▸ WHAT YOU WILL DO:
In full and without alteration, write out the data below.

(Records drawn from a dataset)
****************

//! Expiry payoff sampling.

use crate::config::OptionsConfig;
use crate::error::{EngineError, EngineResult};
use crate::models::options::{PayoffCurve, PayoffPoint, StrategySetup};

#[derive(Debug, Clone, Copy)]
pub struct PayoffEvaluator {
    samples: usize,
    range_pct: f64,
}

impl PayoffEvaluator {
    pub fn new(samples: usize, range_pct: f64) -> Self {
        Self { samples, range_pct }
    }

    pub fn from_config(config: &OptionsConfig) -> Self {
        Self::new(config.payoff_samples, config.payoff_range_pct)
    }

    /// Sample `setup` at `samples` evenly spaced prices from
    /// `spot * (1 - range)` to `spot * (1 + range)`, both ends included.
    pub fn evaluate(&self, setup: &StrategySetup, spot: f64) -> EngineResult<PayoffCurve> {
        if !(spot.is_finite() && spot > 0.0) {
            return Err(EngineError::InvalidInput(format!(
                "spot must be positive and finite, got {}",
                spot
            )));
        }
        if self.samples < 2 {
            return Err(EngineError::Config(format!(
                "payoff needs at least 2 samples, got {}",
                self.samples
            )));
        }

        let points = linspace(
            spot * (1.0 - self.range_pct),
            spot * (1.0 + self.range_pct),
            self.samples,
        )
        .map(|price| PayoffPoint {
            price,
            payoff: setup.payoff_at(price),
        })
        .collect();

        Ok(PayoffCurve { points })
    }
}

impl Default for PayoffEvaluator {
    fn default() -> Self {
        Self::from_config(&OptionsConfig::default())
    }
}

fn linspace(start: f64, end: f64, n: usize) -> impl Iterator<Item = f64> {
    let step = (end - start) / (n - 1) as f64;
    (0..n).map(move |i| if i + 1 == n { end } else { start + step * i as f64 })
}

****************

▸ WRITTEN RESPONSE:
//! Expiry payoff sampling.

use crate::config::OptionsConfig;
use crate::error::{EngineError, EngineResult};
use crate::models::options::{PayoffCurve, PayoffPoint, StrategySetup};

#[derive(Debug, Clone, Copy)]
pub struct PayoffEvaluator {
    samples: usize,
    range_pct: f64,
}

impl PayoffEvaluator {
    pub fn new(samples: usize, range_pct: f64) -> Self {
        Self { samples, range_pct }
    }

    pub fn from_config(config: &OptionsConfig) -> Self {
        Self::new(config.payoff_samples, config.payoff_range_pct)
    }

    /// Sample `setup` at `samples` evenly spaced prices from
    /// `spot * (1 - range)` to `spot * (1 + range)`, both ends included.
    pub fn evaluate(&self, setup: &StrategySetup, spot: f64) -> EngineResult<PayoffCurve> {
        if !(spot.is_finite() && spot > 0.0) {
            return Err(EngineError::InvalidInput(format!(
                "spot must be positive and finite, got {}",
                spot
            )));
        }
        if self.samples < 2 {
            return Err(EngineError::Config(format!(
                "payoff needs at least 2 samples, got {}",
                self.samples
            )));
        }

        let points = linspace(
            spot * (1.0 - self.range_pct),
            spot * (1.0 + self.range_pct),
            self.samples,
        )
        .map(|price| PayoffPoint {
            price,
            payoff: setup.payoff_at(price),
        })
        .collect();

        Ok(PayoffCurve { points })
    }
}

impl Default for PayoffEvaluator {
    fn default() -> Self {
        Self::from_config(&OptionsConfig::default())
    }
}

fn linspace(start: f64, end: f64, n: usize) -> impl Iterator<Item = f64> {
    let step = (end - start) / (n - 1) as f64;
    (0..n).map(move |i| if i + 1 == n { end } else { start + step * i as f64 })
}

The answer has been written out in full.